0

I've been battling with this problem for hours and can't seem to find a solution. I have a self hosted gitlab-runner that's an Amazon Linux 2 EC2 instance. I installed git, docker and gitlab-runner (and registered it successfully). Here's my .gitlab-ci.yml file:

  - install
  - lint
  - build-nodejs-app
  - test
  - build-docker-image

install_dependencies:
  image: node:15.6.0-alpine
  stage: install
  script:
    - npm install

format:
  image: node:15.6.0-alpine
  stage: lint
  script:
    - npm install --global prettier
    - prettier --write .

lint:
  image: node:15.6.0-alpine
  stage: lint
  script:
    - npm run lint

build:
  image: node:15.6.0-alpine
  stage: build-nodejs-app
  script:
    - npm install
    - npm run build
  artifacts:
    paths:
      - build/

test_index_file:
  image: node:15.6.0-alpine
  stage: test
  script:
    - test -f build/index.html

unit_tests:
  image: node:15.6.0-alpine
  stage: test
  script:
    - npm install
    - npm run test

build-docker-image-aws:
  image: docker:stable
  services:
    - docker:dind
  variables:
    DOCKER_HOST: tcp://docker:2375
    DOCKER_TLS_CERTDIR: ""
  stage: build-docker-image
  before_script:
    - mkdir -p ~/.aws
    - echo $AWS_ACCESS_KEY_ID > ~/.aws/credentials
    - echo $AWS_SECRET_ACCESS_KEY >> ~/.aws/credentials
  script:
    - docker info
    - docker login -u $DOCKERHUB_USERNAME -p $DOCKERHUB_PASSWORD
    - cp -R build/ app/
    - docker build -t $DOCKER_IMAGE_NAME .
    - docker push $DOCKER_IMAGE_NAME
    - docker run --rm -v ~/.aws:/root/.aws amazon/aws-cli ecs update-service --cluster $ECS_CLUSTER --service $ECS_SERVICE --force-new-deployment
  dependencies:
    - build

Trying to build a node.js app, have the artifact pushed to docker to build an image and then deployed to AWS with Terraform (I'll integrate the Terraform part later). After toiling to get the right config for the gitlab-ci file, this is one brick wall I can't seem to get past.

This is the error I get:

$ echo $AWS_ACCESS_KEY_ID > ~/.aws/credentials
$ echo $AWS_SECRET_ACCESS_KEY >> ~/.aws/credentials
$ docker info
Client:
 Debug Mode: false
Server:
ERROR: Cannot connect to the Docker daemon at [MASKED]. Is the docker daemon running?
errors pretty printing info
Cleaning up project directory and file based variables
00:01
ERROR: Job failed: exit code 1

I've added both ec2-user and gitlab-runner to docker group and successfully ran docker run hello-world on both.

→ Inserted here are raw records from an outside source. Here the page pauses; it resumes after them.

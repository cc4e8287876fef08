//! Route definitions for the rental marketplace API

mod admin;
mod auth;
mod booking;
mod catalog;
mod moderation;
mod partner;
mod user;

use axum::{routing::get, Router};

use crate::handlers::health;
use crate::middleware::request_tracing;
use crate::state::AppState;

pub use admin::admin_routes;
pub use auth::auth_routes;
pub use booking::booking_routes;
pub use catalog::catalog_routes;
pub use moderation::moderation_routes;
pub use partner::partner_routes;
pub use user::user_routes;

/// The full application router with request tracing applied.
///
/// CORS is left to the binary so tests can drive the router directly.
pub fn api_router(state: AppState) -> Router {
    Router::new()
        .route("/", get(health::root))
        .route("/health", get(health::health_check))
        .merge(auth_routes())
        .merge(user_routes())
        .merge(catalog_routes())
        .merge(booking_routes())
        .merge(moderation_routes())
        .merge(partner_routes())
        .merge(admin_routes())
        .with_state(state)
        .layer(axum::middleware::from_fn(request_tracing))
}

sudo service docker status says it's running but sudo service --status-all gives this output:

● cfn-hup.service - SYSV: Runs user-specified actions when a
   Loaded: loaded (/etc/rc.d/init.d/cfn-hup; bad; vendor preset: disabled)
   Active: inactive (dead)
     Docs: man:systemd-sysv-generator(8)
netconsole module not loaded
Configured devices:
lo eth0
Currently active devices:
lo eth0 docker0

The sudo systemctl status docker.socket also says 'active'.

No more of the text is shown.